Marketing brings in leads and proudly says, “It’s working!”

Sales takes one look and replies, “These aren’t real buyers.”

And just like that, the blame game begins: marketing says sales can’t close, while sales swears marketing drives junk traffic. In the end, there’s only one really losing: the business that misses its targets and burns through cash.

And this isn’t rare. According to Gartner, the biggest barriers between marketing and sales are:

  • Poor communication (45%)
  • Incomplete data on leads and customers (43%)
  • No clear processes (37%)

In short, the problem usually isn’t “bad leads” or “lazy reps.” It’s the broken connection between the teams.

In this blog post, we will look at where the conflict starts, what it looks like in real life, and how to fix it, so the business can finally get predictable results.

Why Good Leads Go to Waste

At first glance, it’s easy to blame weak marketing or underperforming sales. But the real issue often runs deeper: there’s no shared definition of what a qualified lead actually is.
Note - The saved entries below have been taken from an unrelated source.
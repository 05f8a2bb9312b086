use crate::certification::is_strong_kosher_signal;
use crate::lexicon::Lexicon;
use crate::text::{any_word_in_text, contains_e_number, normalize};
use crate::verdict::{Confidence, KosherStatus, KosherVerdict};

/// Kosher verdict for one ingredient. Each check below is terminal.
pub fn evaluate_kosher_with(ingredient: &str, lexicon: &Lexicon) -> KosherVerdict {
    let text = normalize(ingredient);
    let terms = &lexicon.kosher;
    let certified = is_strong_kosher_signal(&text, lexicon);

    let not_kosher = |code: &str, evidence: &str| {
        KosherVerdict::new(ingredient, KosherStatus::NotKosher, Confidence::High)
            .with_reason(code, evidence)
    };
    let requires = |code: &str, evidence: &str| {
        KosherVerdict::new(
            ingredient,
            KosherStatus::RequiresKosherCertification,
            Confidence::Low,
        )
        .with_reason(code, evidence)
    };
    let confirmed = |code: &str, evidence: &str| {
        KosherVerdict::new(ingredient, KosherStatus::KosherConfirmed, Confidence::High)
            .with_reason(code, evidence)
    };

    if any_word_in_text(&text, &terms.forbidden_land_animals) {
        return not_kosher("forbidden_land_animal", "Non-kosher land animal detected");
    }

    if any_word_in_text(&text, &terms.forbidden_seafood) {
        return not_kosher(
            "forbidden_seafood_no_fins_scales",
            "Seafood without fins and scales detected",
        );
    }

    if any_word_in_text(&text, &terms.insects)
        || terms
            .insect_e_numbers
            .iter()
            .any(|code| contains_e_number(&text, code))
    {
        return not_kosher(
            "insect_derived_not_kosher",
            "Carmine / E120 insect-derived colorant detected",
        );
    }

    if any_word_in_text(&text, &terms.blood) {
        return not_kosher("blood_not_kosher", "Blood-derived ingredient detected");
    }

    if !certified && any_word_in_text(&text, &terms.grape_products) {
        return requires(
            "grape_product_requires_supervision",
            "Grape-derived product requires kosher supervision",
        );
    }

    if any_word_in_text(&text, &terms.source_dependent) {
        log::debug!("Kosher source-dependent term in '{}'", text);
        return if certified {
            confirmed(
                "kosher_certified_source_dependent",
                "Strong kosher certification detected",
            )
        } else {
            requires(
                "source_dependent_requires_certification",
                "Ingredient requires kosher-certified source",
            )
        };
    }

    if certified {
        confirmed("kosher_certified", "Strong kosher certification detected")
    } else {
        requires(
            "no_kosher_certification",
            "No evidence of kosher certification",
        )
    }
}

pub fn evaluate_kosher(ingredient: &str) -> KosherVerdict {
    evaluate_kosher_with(ingredient, Lexicon::global())
}

/// Display tags for the per-ingredient kosher view.
pub fn kosher_tags(verdict: &KosherVerdict) -> Vec<String> {
    let mut tags = Vec::new();

    match verdict.status {
        KosherStatus::NotKosher => tags.push("Not Kosher".to_string()),
        KosherStatus::RequiresKosherCertification => {
            tags.push("Requires Kosher Certification".to_string())
        }
        KosherStatus::KosherConfirmed => {}
    }
    if verdict.has_reason_containing("grape") {
        tags.push("Grape Product".to_string());
    }
    if verdict.has_reason_containing("source_dependent") {
        tags.push("Source Dependent".to_string());
    }

    tags
}

impl KosherVerdict {
    pub fn violations(&self) -> Vec<String> {
        match self.status {
            KosherStatus::NotKosher => self.reason_codes.iter().cloned().collect(),
            KosherStatus::RequiresKosherCertification => {
                vec!["requires_kosher_certification".to_string()]
            }
            KosherStatus::KosherConfirmed => Vec::new(),
        }
    }
}
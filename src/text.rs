//! Text helpers shared by every evaluator: normalization, boundary-aware
//! phrase matching and E-number extraction.

use lazy_static::lazy_static;
use regex::Regex;
use std::collections::BTreeSet;

lazy_static! {
    static ref WHITESPACE: Regex = Regex::new(r"\s+").unwrap();
    static ref E_NUMBER: Regex = Regex::new(r"\be\s*-?\s*([0-9]{3,4}[a-z]?)\b").unwrap();
    static ref E_NUMBER_SPELLED: Regex =
        Regex::new(r"\be\s*-?\s*numbers?\s*([0-9]{3,4}[a-z]?)\b").unwrap();
}

/// Lowercase, trim, unify dashes and apostrophes, collapse whitespace.
pub fn normalize(text: &str) -> String {
    if text.is_empty() {
        return String::new();
    }

    let lowered = text
        .trim()
        .to_lowercase()
        .replace(['\u{2013}', '\u{2014}'], "-")
        .replace('\u{2019}', "'");

    WHITESPACE.replace_all(&lowered, " ").into_owned()
}

fn is_word_char(c: char) -> bool {
    c.is_alphanumeric() || c == '_'
}

fn is_single_token(phrase: &str) -> bool {
    !phrase.is_empty() && phrase.chars().all(char::is_alphanumeric)
}

/// True when `needle` occurs in `haystack` with no word character on either side.
fn bounded_match(haystack: &str, needle: &str) -> bool {
    haystack.match_indices(needle).any(|(start, matched)| {
        let end = start + matched.len();
        let before_ok = haystack[..start]
            .chars()
            .next_back()
            .map_or(true, |c| !is_word_char(c));
        let after_ok = haystack[end..]
            .chars()
            .next()
            .map_or(true, |c| !is_word_char(c));
        before_ok && after_ok
    })
}

/// Phrase match after normalizing both sides.
///
/// A single alphanumeric token must sit on word boundaries so "ham" does not
/// fire on "graham"; multi-word or punctuated phrases match as substrings.
pub fn word_in_text(text: &str, phrase: &str) -> bool {
    let text = normalize(text);
    let phrase = normalize(phrase);

    if text.is_empty() || phrase.is_empty() {
        return false;
    }

    if is_single_token(&phrase) {
        bounded_match(&text, &phrase)
    } else {
        text.contains(&phrase)
    }
}

pub fn any_word_in_text<S: AsRef<str>>(text: &str, phrases: &[S]) -> bool {
    first_word_in_text(text, phrases).is_some()
}

/// First phrase of `phrases` (in list order) found in `text`.
pub fn first_word_in_text<'a, S: AsRef<str>>(text: &str, phrases: &'a [S]) -> Option<&'a str> {
    phrases
        .iter()
        .map(AsRef::as_ref)
        .find(|phrase| word_in_text(text, phrase))
}

/// Extract E-number codes ("E-471", "e 120", "E number 330") as a sorted set.
pub fn extract_e_numbers(text: &str) -> Vec<String> {
    let text = normalize(text);
    let mut codes = BTreeSet::new();

    for regex in [&*E_NUMBER, &*E_NUMBER_SPELLED] {
        for caps in regex.captures_iter(&text) {
            if let Some(code) = caps.get(1) {
                codes.insert(code.as_str().to_string());
            }
        }
    }

    codes.into_iter().collect()
}

pub fn contains_e_number(text: &str, code: &str) -> bool {
    let code = code.trim_start_matches(['e', 'E']).to_lowercase();
    extract_e_numbers(text).iter().any(|found| *found == code)
}

/// Remove duplicates, keeping the first occurrence.
pub fn dedupe<S: AsRef<str>>(items: &[S]) -> Vec<String> {
    let mut seen = std::collections::HashSet::new();
    items
        .iter()
        .map(AsRef::as_ref)
        .filter(|item| seen.insert(*item))
        .map(str::to_string)
        .collect()
}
Marketing measures success by volume: more form fills, more sign-ups, more figures on the dashboard. Sales, on the other hand, focuses on quality: does the person have a real need, a budget, and the power to make a decision? The business, ultimately, stays focused on turning those opportunities into revenue.

If these three views don’t align, there’s only one outcome: conflict and lost profit.

Research from HubSpot shows that companies with aligned marketing and sales teams generate 209% more revenue. Yet, in most companies, those departments operate in silos. Marketing floods the funnel with impressive-looking numbers that don’t convert. Sales rejects most of those leads as “junk” but rarely provides structured feedback. And the business ends up paying for confusion.

Many teams solve this by using one shared system where both sides can track lead sources, conversations, and deal progress in real time. Tools like Flowlu help marketing and sales stay connected instead of working in silos.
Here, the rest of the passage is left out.